_About this exercise_: Return each line of the listing that contains the string "TcpStream".

_Data provided_:
^^^^

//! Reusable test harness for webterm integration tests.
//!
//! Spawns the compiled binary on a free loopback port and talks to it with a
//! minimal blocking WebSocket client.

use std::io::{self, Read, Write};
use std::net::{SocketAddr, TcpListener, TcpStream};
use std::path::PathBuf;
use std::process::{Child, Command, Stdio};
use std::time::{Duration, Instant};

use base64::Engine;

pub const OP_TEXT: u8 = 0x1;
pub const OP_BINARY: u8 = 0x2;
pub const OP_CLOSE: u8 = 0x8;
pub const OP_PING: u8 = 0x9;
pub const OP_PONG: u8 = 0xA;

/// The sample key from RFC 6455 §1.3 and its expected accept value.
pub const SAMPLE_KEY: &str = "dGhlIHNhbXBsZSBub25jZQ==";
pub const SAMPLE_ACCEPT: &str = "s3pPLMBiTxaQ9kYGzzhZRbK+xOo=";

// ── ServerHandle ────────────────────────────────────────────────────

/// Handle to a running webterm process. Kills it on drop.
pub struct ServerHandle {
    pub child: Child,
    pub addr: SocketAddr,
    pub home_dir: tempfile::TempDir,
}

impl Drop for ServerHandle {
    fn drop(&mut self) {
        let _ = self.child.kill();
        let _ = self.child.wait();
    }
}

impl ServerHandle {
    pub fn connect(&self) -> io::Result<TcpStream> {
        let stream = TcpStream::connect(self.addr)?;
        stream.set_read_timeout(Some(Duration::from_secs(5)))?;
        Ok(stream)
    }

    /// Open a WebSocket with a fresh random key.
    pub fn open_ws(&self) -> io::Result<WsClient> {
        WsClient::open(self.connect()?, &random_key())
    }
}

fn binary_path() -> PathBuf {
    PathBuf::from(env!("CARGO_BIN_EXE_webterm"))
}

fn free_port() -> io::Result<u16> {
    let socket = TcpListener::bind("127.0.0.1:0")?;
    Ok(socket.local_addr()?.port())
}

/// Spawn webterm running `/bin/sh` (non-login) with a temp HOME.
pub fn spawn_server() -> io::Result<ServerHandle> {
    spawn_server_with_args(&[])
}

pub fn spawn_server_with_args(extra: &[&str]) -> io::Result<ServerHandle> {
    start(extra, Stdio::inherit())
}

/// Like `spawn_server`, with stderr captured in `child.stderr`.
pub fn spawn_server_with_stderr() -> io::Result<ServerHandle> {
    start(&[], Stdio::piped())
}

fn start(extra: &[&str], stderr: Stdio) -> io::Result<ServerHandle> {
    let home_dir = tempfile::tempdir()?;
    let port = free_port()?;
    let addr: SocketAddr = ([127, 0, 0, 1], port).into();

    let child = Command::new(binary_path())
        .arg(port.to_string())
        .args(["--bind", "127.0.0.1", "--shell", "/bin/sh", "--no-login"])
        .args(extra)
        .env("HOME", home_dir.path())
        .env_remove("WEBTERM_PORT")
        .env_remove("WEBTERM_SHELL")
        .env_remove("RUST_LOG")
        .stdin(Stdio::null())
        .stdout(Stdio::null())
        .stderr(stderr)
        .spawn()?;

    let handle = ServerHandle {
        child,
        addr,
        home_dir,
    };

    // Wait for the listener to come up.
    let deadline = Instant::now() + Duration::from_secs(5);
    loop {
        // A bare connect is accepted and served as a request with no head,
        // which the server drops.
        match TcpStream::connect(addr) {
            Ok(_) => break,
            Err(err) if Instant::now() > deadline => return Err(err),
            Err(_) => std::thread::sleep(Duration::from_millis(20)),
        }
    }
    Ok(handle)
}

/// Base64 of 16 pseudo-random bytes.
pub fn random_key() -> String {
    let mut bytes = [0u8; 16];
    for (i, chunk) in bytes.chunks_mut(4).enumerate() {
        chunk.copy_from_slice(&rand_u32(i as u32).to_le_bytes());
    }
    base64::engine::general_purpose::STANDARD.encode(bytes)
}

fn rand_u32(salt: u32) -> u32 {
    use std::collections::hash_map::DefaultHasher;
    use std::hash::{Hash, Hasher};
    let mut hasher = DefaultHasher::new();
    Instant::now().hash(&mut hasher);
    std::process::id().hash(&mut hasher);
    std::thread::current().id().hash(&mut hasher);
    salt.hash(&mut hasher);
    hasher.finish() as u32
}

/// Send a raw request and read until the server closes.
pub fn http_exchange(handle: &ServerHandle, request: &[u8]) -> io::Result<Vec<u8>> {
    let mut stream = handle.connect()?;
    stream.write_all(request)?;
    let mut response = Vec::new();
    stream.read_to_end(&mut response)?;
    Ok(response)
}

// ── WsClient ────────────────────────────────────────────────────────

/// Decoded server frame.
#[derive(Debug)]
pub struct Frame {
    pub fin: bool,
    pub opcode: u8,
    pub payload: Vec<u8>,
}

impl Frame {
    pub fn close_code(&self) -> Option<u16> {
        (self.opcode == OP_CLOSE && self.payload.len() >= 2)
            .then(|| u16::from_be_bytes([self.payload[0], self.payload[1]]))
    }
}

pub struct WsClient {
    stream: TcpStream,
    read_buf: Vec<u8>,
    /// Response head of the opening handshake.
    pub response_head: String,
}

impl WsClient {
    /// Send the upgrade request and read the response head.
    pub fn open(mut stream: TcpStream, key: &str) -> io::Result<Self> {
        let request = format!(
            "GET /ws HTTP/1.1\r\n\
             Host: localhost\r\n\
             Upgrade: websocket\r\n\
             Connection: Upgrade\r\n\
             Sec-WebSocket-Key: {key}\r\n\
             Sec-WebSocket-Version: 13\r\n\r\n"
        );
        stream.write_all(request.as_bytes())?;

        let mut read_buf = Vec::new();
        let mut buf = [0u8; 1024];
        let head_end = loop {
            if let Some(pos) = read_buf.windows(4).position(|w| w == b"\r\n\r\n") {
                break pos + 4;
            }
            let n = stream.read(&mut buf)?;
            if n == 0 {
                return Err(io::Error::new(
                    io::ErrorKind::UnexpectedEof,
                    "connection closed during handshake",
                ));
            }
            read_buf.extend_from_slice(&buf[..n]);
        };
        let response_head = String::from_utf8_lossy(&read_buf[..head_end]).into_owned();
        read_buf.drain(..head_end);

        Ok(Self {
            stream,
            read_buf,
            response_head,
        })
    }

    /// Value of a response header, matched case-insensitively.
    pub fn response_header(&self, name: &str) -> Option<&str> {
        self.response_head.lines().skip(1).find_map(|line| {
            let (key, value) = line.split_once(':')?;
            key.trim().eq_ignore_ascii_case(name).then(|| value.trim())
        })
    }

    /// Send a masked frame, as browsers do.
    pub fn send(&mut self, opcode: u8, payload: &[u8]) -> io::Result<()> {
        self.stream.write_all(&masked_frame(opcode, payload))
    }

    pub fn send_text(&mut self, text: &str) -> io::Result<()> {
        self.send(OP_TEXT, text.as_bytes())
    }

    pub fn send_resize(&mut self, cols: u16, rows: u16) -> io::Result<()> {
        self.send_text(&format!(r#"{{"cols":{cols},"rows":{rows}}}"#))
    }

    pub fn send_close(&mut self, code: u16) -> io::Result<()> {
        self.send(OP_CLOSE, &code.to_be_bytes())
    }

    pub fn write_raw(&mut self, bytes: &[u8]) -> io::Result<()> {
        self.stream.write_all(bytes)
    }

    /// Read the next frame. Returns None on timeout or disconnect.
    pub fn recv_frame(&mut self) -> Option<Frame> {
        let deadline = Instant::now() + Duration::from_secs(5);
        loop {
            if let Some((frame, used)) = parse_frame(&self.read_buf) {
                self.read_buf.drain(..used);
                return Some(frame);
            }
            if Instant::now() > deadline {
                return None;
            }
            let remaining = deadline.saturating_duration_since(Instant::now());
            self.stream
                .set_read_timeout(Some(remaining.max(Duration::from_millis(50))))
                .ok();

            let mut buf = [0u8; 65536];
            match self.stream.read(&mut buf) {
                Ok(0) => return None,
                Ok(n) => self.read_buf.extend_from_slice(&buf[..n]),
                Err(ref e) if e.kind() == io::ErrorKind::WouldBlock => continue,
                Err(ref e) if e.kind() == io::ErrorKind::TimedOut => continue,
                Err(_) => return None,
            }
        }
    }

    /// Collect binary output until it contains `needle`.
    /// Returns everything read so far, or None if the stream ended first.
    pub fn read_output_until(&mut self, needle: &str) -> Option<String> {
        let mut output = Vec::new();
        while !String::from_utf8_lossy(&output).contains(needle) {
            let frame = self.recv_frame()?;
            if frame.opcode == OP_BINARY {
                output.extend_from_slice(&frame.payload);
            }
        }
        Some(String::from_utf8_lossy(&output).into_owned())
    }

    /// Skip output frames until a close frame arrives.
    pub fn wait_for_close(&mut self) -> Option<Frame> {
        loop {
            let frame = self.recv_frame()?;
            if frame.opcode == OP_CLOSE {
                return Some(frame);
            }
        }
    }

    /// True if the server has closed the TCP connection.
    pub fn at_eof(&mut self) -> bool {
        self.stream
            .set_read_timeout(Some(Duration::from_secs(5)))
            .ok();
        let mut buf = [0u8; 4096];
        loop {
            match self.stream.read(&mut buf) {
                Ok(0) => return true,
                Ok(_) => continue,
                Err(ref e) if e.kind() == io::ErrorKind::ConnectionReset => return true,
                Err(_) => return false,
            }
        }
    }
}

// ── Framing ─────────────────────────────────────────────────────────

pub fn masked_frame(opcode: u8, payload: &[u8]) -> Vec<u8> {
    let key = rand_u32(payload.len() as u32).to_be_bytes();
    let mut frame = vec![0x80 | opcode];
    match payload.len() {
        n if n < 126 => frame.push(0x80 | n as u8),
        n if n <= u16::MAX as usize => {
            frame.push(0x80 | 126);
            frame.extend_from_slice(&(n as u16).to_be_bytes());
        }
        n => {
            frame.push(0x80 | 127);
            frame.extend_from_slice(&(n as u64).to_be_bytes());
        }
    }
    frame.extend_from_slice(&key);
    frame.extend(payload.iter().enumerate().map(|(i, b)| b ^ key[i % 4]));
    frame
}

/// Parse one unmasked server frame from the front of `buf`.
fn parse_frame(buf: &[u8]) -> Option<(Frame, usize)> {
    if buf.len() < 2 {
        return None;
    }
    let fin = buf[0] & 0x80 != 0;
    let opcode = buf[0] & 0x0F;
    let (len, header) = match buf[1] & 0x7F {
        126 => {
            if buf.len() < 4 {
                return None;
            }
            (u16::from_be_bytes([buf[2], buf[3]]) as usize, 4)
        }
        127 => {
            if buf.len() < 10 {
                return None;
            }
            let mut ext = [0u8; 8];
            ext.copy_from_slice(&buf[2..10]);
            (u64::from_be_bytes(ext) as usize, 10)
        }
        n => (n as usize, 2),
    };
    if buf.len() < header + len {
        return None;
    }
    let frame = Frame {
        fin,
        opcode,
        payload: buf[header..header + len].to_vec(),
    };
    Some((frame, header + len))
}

^^^^

_The completed task_:
use std::net::{SocketAddr, TcpListener, TcpStream};
    pub fn connect(&self) -> io::Result<TcpStream> {
        let stream = TcpStream::connect(self.addr)?;
        match TcpStream::connect(addr) {
    stream: TcpStream,
    pub fn open(mut stream: TcpStream, key: &str) -> io::Result<Self> {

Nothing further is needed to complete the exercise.